TASK PROMPT: Your answer must be the lines of the entries below, exactly as written, from the first line through the line containing "the outer statement".

Saved data entries:
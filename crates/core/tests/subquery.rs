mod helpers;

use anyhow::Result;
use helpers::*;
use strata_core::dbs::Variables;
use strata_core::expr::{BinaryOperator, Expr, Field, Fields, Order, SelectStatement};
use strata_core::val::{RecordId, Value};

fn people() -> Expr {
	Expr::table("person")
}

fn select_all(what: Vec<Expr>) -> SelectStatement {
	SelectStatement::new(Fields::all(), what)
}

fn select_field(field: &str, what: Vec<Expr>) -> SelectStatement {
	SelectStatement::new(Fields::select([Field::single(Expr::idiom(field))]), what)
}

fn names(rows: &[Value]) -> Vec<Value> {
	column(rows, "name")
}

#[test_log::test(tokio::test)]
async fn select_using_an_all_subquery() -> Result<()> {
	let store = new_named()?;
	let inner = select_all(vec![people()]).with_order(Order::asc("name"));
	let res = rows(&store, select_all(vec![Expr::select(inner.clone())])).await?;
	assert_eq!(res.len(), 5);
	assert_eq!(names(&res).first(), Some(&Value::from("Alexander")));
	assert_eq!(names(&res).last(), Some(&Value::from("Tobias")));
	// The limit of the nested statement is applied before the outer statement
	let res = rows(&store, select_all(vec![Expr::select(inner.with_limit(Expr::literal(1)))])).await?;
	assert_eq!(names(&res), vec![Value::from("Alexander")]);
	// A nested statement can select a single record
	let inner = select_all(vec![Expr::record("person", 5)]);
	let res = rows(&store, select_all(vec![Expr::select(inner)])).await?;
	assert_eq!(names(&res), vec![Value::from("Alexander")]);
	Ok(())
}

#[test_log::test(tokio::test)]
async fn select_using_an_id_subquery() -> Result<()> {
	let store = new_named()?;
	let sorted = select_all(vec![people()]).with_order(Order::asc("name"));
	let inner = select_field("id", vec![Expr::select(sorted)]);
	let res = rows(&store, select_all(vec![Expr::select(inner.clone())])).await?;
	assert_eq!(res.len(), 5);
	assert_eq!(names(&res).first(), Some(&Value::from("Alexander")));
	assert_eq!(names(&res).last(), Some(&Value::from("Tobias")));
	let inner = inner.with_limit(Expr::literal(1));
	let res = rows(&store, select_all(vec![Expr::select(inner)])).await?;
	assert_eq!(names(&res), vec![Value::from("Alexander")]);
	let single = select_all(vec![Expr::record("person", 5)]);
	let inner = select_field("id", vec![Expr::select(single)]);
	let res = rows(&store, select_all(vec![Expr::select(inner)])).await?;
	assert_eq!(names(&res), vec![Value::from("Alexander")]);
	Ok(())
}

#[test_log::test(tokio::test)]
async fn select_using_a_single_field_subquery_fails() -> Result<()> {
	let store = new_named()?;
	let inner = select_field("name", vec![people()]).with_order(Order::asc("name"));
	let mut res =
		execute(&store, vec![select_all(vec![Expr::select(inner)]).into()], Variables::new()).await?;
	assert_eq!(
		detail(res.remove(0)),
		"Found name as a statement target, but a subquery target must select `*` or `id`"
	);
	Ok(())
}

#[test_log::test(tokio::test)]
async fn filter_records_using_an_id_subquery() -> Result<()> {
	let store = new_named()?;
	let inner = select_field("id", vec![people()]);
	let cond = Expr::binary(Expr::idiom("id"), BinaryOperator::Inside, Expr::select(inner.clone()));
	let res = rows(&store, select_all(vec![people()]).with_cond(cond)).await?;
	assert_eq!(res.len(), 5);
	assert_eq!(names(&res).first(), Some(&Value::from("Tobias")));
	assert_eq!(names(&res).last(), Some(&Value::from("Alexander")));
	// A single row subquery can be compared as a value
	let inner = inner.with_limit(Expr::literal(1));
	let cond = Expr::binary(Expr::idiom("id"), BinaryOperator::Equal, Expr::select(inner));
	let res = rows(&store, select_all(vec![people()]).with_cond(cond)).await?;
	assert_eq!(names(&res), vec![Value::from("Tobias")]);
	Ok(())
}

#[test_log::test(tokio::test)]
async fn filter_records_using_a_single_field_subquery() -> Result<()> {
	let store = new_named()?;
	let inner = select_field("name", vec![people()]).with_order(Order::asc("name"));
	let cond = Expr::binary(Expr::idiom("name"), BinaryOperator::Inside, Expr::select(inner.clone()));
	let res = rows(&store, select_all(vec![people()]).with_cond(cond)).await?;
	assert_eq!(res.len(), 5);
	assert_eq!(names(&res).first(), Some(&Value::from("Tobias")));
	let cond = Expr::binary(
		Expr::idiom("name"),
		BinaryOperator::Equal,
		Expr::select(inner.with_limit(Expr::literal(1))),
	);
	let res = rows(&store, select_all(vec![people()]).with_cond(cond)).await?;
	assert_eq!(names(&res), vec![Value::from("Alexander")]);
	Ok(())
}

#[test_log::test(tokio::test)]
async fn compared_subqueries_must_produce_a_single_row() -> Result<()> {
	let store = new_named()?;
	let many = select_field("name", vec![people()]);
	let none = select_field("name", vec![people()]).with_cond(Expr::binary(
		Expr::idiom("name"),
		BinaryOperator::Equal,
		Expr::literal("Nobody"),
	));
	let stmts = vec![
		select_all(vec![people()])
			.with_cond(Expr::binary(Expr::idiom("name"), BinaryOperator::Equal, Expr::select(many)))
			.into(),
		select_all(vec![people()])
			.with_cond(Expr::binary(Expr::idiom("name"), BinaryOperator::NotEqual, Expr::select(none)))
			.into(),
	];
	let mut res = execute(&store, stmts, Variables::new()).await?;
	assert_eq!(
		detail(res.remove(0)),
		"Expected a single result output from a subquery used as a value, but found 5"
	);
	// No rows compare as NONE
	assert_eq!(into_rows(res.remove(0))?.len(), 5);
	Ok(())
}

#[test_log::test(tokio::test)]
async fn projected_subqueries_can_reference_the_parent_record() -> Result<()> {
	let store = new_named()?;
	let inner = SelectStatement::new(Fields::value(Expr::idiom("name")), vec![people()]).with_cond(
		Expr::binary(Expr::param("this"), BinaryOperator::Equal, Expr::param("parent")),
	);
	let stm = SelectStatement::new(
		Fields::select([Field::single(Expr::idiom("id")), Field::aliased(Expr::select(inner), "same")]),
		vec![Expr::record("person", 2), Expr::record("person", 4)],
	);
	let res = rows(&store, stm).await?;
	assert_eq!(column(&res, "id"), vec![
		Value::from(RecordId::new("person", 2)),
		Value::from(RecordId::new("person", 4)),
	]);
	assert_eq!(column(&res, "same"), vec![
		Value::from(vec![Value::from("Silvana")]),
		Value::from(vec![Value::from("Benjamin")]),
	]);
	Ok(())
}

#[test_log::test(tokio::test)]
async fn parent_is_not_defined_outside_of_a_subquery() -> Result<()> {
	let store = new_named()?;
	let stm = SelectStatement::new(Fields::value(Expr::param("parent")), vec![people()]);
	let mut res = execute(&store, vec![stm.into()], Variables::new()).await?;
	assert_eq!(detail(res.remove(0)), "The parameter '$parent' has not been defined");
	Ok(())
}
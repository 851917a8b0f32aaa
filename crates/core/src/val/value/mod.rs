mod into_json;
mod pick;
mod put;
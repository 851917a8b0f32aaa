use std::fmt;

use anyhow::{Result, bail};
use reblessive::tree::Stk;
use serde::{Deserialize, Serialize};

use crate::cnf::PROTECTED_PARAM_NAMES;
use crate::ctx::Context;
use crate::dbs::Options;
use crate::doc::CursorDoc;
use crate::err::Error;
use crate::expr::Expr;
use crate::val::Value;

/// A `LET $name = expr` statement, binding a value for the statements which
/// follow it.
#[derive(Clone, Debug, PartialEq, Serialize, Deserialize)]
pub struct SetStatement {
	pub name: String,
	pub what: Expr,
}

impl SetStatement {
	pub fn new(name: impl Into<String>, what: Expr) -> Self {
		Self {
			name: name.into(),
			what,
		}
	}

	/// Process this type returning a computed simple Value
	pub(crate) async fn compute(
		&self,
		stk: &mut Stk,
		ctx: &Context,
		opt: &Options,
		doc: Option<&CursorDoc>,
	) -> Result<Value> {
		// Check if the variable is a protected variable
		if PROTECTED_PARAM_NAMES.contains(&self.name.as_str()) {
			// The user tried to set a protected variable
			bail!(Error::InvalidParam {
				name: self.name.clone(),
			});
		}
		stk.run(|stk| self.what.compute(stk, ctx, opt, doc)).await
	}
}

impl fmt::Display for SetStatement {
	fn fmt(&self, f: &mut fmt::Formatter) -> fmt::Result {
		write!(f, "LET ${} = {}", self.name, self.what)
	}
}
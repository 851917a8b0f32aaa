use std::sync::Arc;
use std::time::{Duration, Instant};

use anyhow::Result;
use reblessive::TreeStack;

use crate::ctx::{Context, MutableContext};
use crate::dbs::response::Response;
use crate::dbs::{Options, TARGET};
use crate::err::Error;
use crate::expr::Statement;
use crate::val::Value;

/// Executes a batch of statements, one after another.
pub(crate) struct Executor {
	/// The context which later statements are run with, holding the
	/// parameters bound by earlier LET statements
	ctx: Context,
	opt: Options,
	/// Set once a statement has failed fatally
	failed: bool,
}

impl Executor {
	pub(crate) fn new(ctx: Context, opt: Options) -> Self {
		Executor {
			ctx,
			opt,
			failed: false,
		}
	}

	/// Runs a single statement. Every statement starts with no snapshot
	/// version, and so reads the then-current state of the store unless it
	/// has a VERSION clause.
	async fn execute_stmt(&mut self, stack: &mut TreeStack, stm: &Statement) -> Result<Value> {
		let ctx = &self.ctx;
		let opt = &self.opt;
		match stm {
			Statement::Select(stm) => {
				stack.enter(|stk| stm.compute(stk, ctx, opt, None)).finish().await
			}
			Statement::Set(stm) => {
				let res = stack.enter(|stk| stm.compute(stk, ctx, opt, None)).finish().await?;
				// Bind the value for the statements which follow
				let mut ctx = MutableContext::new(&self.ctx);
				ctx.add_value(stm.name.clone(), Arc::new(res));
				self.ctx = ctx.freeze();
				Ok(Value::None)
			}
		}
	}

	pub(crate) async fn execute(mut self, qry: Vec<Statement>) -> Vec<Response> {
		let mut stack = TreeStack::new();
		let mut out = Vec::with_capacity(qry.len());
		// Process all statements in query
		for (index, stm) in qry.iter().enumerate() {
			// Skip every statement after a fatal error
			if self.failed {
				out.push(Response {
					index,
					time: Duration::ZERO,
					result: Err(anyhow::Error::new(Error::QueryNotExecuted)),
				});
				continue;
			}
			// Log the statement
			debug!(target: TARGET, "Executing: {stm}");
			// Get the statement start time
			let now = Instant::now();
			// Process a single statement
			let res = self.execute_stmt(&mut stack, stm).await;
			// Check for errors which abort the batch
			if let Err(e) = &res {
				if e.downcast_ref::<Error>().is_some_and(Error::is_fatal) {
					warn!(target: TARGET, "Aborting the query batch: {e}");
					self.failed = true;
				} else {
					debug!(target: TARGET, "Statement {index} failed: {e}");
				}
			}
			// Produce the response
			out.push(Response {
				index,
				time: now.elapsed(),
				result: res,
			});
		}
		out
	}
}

EXERCISE RESULT:
filename crates/core/tests/subquery.rs
mod helpers;

use anyhow::Result;
use helpers::*;
use strata_core::dbs::Variables;
use strata_core::expr::{BinaryOperator, Expr, Field, Fields, Order, SelectStatement};
use strata_core::val::{RecordId, Value};

fn people() -> Expr {
	Expr::table("person")
}

fn select_all(what: Vec<Expr>) -> SelectStatement {
	SelectStatement::new(Fields::all(), what)
}

fn select_field(field: &str, what: Vec<Expr>) -> SelectStatement {
	SelectStatement::new(Fields::select([Field::single(Expr::idiom(field))]), what)
}

fn names(rows: &[Value]) -> Vec<Value> {
	column(rows, "name")
}

#[test_log::test(tokio::test)]
async fn select_using_an_all_subquery() -> Result<()> {
	let store = new_named()?;
	let inner = select_all(vec![people()]).with_order(Order::asc("name"));
	let res = rows(&store, select_all(vec![Expr::select(inner.clone())])).await?;
	assert_eq!(res.len(), 5);
	assert_eq!(names(&res).first(), Some(&Value::from("Alexander")));
	assert_eq!(names(&res).last(), Some(&Value::from("Tobias")));
	// The limit of the nested statement is applied before the outer statement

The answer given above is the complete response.